TASK GOAL:
Among the records, which lines hold the word "MusicBot"? Pick them out.
———
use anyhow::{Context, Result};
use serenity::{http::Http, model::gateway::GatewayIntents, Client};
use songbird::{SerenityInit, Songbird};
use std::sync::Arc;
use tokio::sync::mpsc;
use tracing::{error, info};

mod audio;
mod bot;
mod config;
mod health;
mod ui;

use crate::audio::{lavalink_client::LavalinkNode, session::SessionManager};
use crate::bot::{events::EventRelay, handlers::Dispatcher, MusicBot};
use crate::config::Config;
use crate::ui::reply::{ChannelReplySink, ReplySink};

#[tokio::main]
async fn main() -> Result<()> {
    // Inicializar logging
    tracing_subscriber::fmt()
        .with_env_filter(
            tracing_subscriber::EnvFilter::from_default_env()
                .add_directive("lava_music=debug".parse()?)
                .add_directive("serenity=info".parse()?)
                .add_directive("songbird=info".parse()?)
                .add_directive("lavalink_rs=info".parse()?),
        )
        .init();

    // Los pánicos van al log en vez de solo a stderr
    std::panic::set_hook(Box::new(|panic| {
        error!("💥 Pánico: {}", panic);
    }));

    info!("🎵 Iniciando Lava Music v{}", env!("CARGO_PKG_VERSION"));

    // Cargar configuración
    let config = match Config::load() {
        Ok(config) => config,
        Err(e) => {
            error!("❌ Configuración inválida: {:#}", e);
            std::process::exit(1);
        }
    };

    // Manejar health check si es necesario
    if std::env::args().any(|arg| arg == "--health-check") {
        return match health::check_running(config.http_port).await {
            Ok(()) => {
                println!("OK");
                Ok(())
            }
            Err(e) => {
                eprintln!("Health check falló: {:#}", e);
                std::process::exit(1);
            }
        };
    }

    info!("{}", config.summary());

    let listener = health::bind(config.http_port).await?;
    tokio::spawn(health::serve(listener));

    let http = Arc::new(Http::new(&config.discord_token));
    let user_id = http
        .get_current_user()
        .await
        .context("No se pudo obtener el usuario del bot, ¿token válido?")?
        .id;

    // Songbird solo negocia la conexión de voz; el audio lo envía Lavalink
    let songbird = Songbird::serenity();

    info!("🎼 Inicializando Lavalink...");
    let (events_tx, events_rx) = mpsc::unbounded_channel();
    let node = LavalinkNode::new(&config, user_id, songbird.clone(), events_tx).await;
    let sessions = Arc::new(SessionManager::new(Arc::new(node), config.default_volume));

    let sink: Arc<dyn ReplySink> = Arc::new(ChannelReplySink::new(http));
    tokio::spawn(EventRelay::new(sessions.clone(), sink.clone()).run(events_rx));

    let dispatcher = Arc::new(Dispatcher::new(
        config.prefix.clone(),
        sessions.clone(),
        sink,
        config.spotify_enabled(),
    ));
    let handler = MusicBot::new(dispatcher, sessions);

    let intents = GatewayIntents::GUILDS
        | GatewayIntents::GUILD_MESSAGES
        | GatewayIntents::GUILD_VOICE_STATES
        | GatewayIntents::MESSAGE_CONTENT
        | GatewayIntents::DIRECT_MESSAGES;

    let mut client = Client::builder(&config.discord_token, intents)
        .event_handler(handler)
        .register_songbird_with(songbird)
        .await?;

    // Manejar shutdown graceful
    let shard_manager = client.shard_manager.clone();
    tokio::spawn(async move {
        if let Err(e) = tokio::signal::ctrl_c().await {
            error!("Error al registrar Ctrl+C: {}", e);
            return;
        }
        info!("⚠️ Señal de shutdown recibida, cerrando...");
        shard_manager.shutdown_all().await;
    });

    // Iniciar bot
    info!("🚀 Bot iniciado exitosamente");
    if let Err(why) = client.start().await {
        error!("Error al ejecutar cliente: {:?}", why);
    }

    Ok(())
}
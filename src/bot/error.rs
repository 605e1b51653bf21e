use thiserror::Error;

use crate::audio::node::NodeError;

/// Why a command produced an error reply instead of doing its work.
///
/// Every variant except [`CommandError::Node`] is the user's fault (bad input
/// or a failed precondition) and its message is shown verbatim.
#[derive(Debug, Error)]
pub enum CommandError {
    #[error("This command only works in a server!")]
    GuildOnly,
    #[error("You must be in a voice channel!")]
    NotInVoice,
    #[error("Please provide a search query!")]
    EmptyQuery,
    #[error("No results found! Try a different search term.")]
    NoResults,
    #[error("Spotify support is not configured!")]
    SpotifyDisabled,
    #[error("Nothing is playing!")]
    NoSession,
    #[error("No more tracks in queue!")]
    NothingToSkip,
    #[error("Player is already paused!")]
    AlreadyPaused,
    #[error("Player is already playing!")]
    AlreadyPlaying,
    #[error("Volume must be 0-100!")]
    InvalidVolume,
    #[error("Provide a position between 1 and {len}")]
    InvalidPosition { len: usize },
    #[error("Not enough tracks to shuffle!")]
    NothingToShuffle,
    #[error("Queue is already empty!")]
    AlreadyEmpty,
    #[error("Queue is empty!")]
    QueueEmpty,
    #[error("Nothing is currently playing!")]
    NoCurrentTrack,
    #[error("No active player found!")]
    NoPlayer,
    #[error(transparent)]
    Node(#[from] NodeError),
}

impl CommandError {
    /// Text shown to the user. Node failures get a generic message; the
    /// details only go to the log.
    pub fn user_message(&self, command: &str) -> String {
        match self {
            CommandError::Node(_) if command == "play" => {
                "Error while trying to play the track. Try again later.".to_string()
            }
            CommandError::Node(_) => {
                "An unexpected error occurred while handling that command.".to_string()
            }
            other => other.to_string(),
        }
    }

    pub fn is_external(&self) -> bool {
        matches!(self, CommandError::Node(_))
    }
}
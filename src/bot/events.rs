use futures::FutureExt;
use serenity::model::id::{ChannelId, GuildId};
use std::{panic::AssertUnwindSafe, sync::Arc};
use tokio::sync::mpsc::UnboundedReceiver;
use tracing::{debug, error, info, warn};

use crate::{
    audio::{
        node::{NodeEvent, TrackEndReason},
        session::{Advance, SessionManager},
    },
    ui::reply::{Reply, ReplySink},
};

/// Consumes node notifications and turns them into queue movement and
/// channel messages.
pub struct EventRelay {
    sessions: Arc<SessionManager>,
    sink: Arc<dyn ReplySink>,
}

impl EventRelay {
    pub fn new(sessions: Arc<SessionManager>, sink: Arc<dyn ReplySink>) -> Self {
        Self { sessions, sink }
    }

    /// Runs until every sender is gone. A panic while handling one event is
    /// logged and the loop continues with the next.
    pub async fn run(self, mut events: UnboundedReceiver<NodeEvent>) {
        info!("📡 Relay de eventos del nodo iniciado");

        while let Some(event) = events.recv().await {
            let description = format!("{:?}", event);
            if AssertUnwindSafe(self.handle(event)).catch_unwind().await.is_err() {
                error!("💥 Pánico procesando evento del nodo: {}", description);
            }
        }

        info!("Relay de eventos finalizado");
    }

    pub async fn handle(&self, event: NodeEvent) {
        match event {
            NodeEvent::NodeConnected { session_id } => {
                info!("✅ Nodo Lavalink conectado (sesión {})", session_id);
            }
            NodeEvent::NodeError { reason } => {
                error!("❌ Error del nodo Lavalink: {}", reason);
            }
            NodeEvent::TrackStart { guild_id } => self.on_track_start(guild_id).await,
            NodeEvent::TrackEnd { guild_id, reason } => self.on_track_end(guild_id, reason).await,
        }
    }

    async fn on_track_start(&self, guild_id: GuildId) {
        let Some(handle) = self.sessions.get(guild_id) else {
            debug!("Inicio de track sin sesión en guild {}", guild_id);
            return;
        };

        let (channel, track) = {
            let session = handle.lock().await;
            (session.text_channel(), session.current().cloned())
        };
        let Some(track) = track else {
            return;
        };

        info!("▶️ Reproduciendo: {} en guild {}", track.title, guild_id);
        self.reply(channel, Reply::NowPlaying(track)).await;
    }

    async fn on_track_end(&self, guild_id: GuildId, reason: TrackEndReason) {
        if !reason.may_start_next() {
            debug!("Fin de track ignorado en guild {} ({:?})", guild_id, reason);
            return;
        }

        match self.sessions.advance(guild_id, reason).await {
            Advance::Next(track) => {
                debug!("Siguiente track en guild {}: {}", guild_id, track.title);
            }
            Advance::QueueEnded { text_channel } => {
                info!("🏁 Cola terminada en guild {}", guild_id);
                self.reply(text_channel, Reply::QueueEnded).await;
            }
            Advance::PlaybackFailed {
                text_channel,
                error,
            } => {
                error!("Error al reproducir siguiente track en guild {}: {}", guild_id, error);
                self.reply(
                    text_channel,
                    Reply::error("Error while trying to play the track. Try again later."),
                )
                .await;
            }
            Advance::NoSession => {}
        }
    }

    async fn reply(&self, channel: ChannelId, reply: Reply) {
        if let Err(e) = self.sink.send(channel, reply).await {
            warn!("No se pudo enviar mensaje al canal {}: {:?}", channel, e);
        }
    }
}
———
RESPONSE TO THE TASK:
use crate::bot::{events::EventRelay, handlers::Dispatcher, MusicBot};
    let handler = MusicBot::new(dispatcher, sessions);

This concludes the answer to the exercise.